My excessive quoting and fangirling has probably given me away already, but to anyone who thought I had just been sniffing something strange lately, I will clarify. I went to see the much-hyped film The Avengers about a month ago now, and I thoroughly enjoyed myself. For a girl who's never been terribly fond of superhero films, I thought this one was very well done - the plot may not have been terribly present, but there was lots of sharp dialogue, stunning action scenes and eye-popping CGI to keep me entertained. The presence of Tom Hiddleston as one of the most gorgeous villains (and my favourite pre-Christian deity) ever did help on that front.

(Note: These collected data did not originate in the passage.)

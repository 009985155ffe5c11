//! API request handlers

use super::models::{
    AudioQuery, CompletionChoice, CompletionRequest, CompletionResponse, DashboardStatus,
    HealthResponse, LoadRequest, RegistryStatus, TokenStatus, TokenUpdate, Usage,
};
use super::routes::AppState;
use crate::error::{ApiError, RegistryError};
use crate::models::{InferInput, ManagedModel, ModelTask, list_cached_models};
use axum::{
    Json,
    body::Bytes,
    extract::{Path, Query, State},
    http::StatusCode,
};
use serde_json::{Value, json};
use std::sync::Arc;

/// System prompt wrapped around plain-text completion prompts
const COMPLETION_SYSTEM_PROMPT: &str = "You are a helpful assistant.";

/// GET /health - Gateway health check
pub async fn health() -> (StatusCode, Json<HealthResponse>) {
    (
        StatusCode::OK,
        Json(HealthResponse {
            status: "healthy".to_string(),
            timestamp: chrono::Utc::now(),
        }),
    )
}

/// GET /metrics - Prometheus metrics
pub async fn metrics(State(state): State<AppState>) -> String {
    state.prometheus_handle.render()
}

/// GET /api/admin/status - GPUs, host utilization and every model slot
pub async fn get_status(State(state): State<AppState>) -> Result<Json<DashboardStatus>, ApiError> {
    let detect = state.gpu_detector.clone();
    let gpus = tokio::task::spawn_blocking(move || detect())
        .await
        .map_err(|e| ApiError::Internal(format!("GPU detection failed: {}", e)))?;

    let system_sampler = state.system_sampler.clone();
    let system = tokio::task::spawn_blocking(move || system_sampler())
        .await
        .unwrap_or_default();

    let cache_dir = state.registry.cache_dir().await;
    let cached_models = tokio::task::spawn_blocking(move || list_cached_models(&cache_dir))
        .await
        .unwrap_or_default();

    Ok(Json(DashboardStatus {
        gpus: gpus.devices,
        system,
        models: state.registry.status().await,
        cached_models,
        timestamp: chrono::Utc::now(),
    }))
}

/// POST /api/admin/models/{key}/load - Load a model, optionally onto specific GPUs
pub async fn load_model(
    State(state): State<AppState>,
    Path(key): Path<String>,
    body: Bytes,
) -> Result<Json<RegistryStatus>, ApiError> {
    let request = parse_load_request(&body)?;

    tracing::info!(
        model = %key,
        gpu_device_ids = ?request.gpu_device_ids,
        "Load requested"
    );

    state
        .registry
        .ensure_loaded(&key, request.gpu_device_ids.as_deref())
        .await?;

    Ok(Json(RegistryStatus {
        models: state.registry.status().await,
    }))
}

/// POST /api/admin/models/{key}/download - Fetch artifacts without loading
pub async fn download_model(
    State(state): State<AppState>,
    Path(key): Path<String>,
) -> Result<Json<RegistryStatus>, ApiError> {
    tracing::info!(model = %key, "Download requested");

    state.registry.ensure_downloaded(&key).await?;

    Ok(Json(RegistryStatus {
        models: state.registry.status().await,
    }))
}

/// POST /api/admin/models/{key}/unload - Release a model's runtime
pub async fn unload_model(
    State(state): State<AppState>,
    Path(key): Path<String>,
) -> Result<Json<RegistryStatus>, ApiError> {
    tracing::info!(model = %key, "Unload requested");

    state.registry.unload(&key).await?;

    Ok(Json(RegistryStatus {
        models: state.registry.status().await,
    }))
}

/// GET /api/admin/huggingface/token - Whether a credential is configured
pub async fn get_token(State(state): State<AppState>) -> Json<TokenStatus> {
    let has_token = state.registry.hf_token().await.is_some() || state.token_store.has_token().await;
    Json(TokenStatus { has_token })
}

/// POST /api/admin/huggingface/token - Persist or clear the credential
pub async fn set_token(
    State(state): State<AppState>,
    Json(update): Json<TokenUpdate>,
) -> Result<Json<TokenStatus>, ApiError> {
    let token = update
        .token
        .map(|token| token.trim().to_string())
        .filter(|token| !token.is_empty());

    match &token {
        Some(token) => state.token_store.save(token).await?,
        None => state.token_store.clear().await?,
    }
    state.registry.set_hf_token(token.clone()).await;

    tracing::info!(has_token = token.is_some(), "Hugging Face token updated");

    Ok(Json(TokenStatus {
        has_token: token.is_some(),
    }))
}

/// POST /api/models/{key}/infer - Forward a JSON payload to a model
pub async fn infer_model(
    State(state): State<AppState>,
    Path(key): Path<String>,
    Json(payload): Json<Value>,
) -> Result<Json<Value>, ApiError> {
    let model = state.registry.get(&key).await?;
    let output = model.infer(InferInput::Json(payload)).await?;
    Ok(Json(output))
}

/// POST /v1/chat/completions - OpenAI-style chat completion
pub async fn chat_completions(
    State(state): State<AppState>,
    Json(payload): Json<Value>,
) -> Result<Json<Value>, ApiError> {
    let requested = payload.get("model").and_then(Value::as_str);
    let model = resolve_chat_model(&state, requested).await?;
    let output = model.infer(InferInput::Json(payload)).await?;
    Ok(Json(output))
}

/// POST /v1/completions - OpenAI-style text completion served by a chat model
pub async fn completions(
    State(state): State<AppState>,
    Json(request): Json<CompletionRequest>,
) -> Result<Json<CompletionResponse>, ApiError> {
    let model = resolve_chat_model(&state, request.model.as_deref()).await?;
    let identifier = model.metadata().identifier.clone();

    let output = model
        .infer(InferInput::Json(json!({
            "model": identifier,
            "messages": [
                { "role": "system", "content": COMPLETION_SYSTEM_PROMPT },
                { "role": "user", "content": request.prompt },
            ],
            "max_tokens": request.max_tokens,
            "temperature": request.temperature,
            "top_p": request.top_p,
        })))
        .await?;

    let text = completion_text(&output)
        .ok_or_else(|| ApiError::Internal("Chat model response has no message content".to_string()))?
        .to_string();
    let usage = Usage::from_texts(&request.prompt, &text);

    Ok(Json(CompletionResponse {
        id: format!("cmpl-{}", uuid::Uuid::new_v4()),
        object: "text_completion".to_string(),
        created: chrono::Utc::now().timestamp(),
        model: identifier,
        choices: vec![CompletionChoice {
            text,
            index: 0,
            finish_reason: "stop".to_string(),
        }],
        usage,
    }))
}

/// Named model (slot key or identifier), else the chat-completion slot
async fn resolve_chat_model(
    state: &AppState,
    requested: Option<&str>,
) -> Result<Arc<ManagedModel>, ApiError> {
    let model = match requested {
        Some(name) => {
            let key = state
                .registry
                .resolve_key(name)
                .await
                .ok_or_else(|| RegistryError::UnknownKey {
                    key: name.to_string(),
                })?;
            state.registry.get(&key).await?
        }
        None => {
            state
                .registry
                .get_by_task(&ModelTask::ChatCompletion)
                .await?
        }
    };
    Ok(model)
}

/// Assistant text from an OpenAI chat response, or a bare `content` field
fn completion_text(output: &Value) -> Option<&str> {
    output
        .pointer("/choices/0/message/content")
        .and_then(Value::as_str)
        .or_else(|| output.get("content").and_then(Value::as_str))
}

/// POST /api/audio/transcriptions - Speech to text over a raw audio body
pub async fn transcribe(
    State(state): State<AppState>,
    Query(query): Query<AudioQuery>,
    body: Bytes,
) -> Result<Json<Value>, ApiError> {
    infer_audio(&state, ModelTask::SpeechToText, query, body).await
}

/// POST /api/diarization/process - Speaker diarization over a raw audio body
pub async fn diarize(
    State(state): State<AppState>,
    Query(query): Query<AudioQuery>,
    body: Bytes,
) -> Result<Json<Value>, ApiError> {
    infer_audio(&state, ModelTask::SpeakerDiarization, query, body).await
}

async fn infer_audio(
    state: &AppState,
    task: ModelTask,
    query: AudioQuery,
    body: Bytes,
) -> Result<Json<Value>, ApiError> {
    if body.is_empty() {
        return Err(ApiError::BadRequest("Audio payload is required".to_string()));
    }

    let model = state.registry.get_by_task(&task).await?;
    let output = model
        .infer(InferInput::Audio {
            bytes: body.to_vec(),
            sampling_rate: query.sampling_rate,
        })
        .await?;
    Ok(Json(output))
}

/// An absent or empty body means "keep the current device preference"
fn parse_load_request(body: &[u8]) -> Result<LoadRequest, ApiError> {
    if body.iter().all(u8::is_ascii_whitespace) {
        return Ok(LoadRequest::default());
    }
    serde_json::from_slice(body)
        .map_err(|e| ApiError::BadRequest(format!("Invalid load request: {}", e)))
}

As a fan, I roamed around the fandom, and I was surprised to find how many critical articles such a flash-and-bang entertainment movie had spawned. Though The Avengers superheroes have been running around in spandex for many years before my lifetime, I didn't expect them to have such an in-depth cult following. The reviews of the film were mostly positive, picking up mostly on the absence of plot or meddling that deviated from the original comics, but there were one or two that really surprised me.

Especially ones complaining about the portrayal of the Avengers' female team member, Natasha Romanov - the Black Widow.

Personally, I liked her character very much. She wasn't sidelined as the obligatory female, and she certainly wasn't left out of the action - in fact, she's rather pivotal when it comes to bringing Bruce Banner onto the team, as well as the eventual rescue of her co-worker, the brainwashed Clint Barton (Hawkeye).

Besides, her introduction scene is a single-handed UBERPWNAGE session of some overly-confident mafia idiots. How can one not like the girl who, literally, beats the daylights out of people with her hands tied behind her back.

However, she still draws criticism, mainly because of one particular scene. A scene involving a large plastic box, a woman on a mission, and a grumpy god of mischief.

Loki is pretty foul to the Avengers team on the whole - not in the least because he seems to have developed a taste for flinging them off high places - but even I winced at his reaction to Black Widow's attempts to interrogate him. It's probably the most venomous we've ever seen him; grisly death threats, very un-PC archaic insults ("mewling quim" translates politely as "overly-vocal, whiny, female canine") and a burningly chauvinistic viewpoint of a woman having the upper hand over him.

And Black Widow suffers for it. She turns away from Loki, fighting tears, struggling to control herself.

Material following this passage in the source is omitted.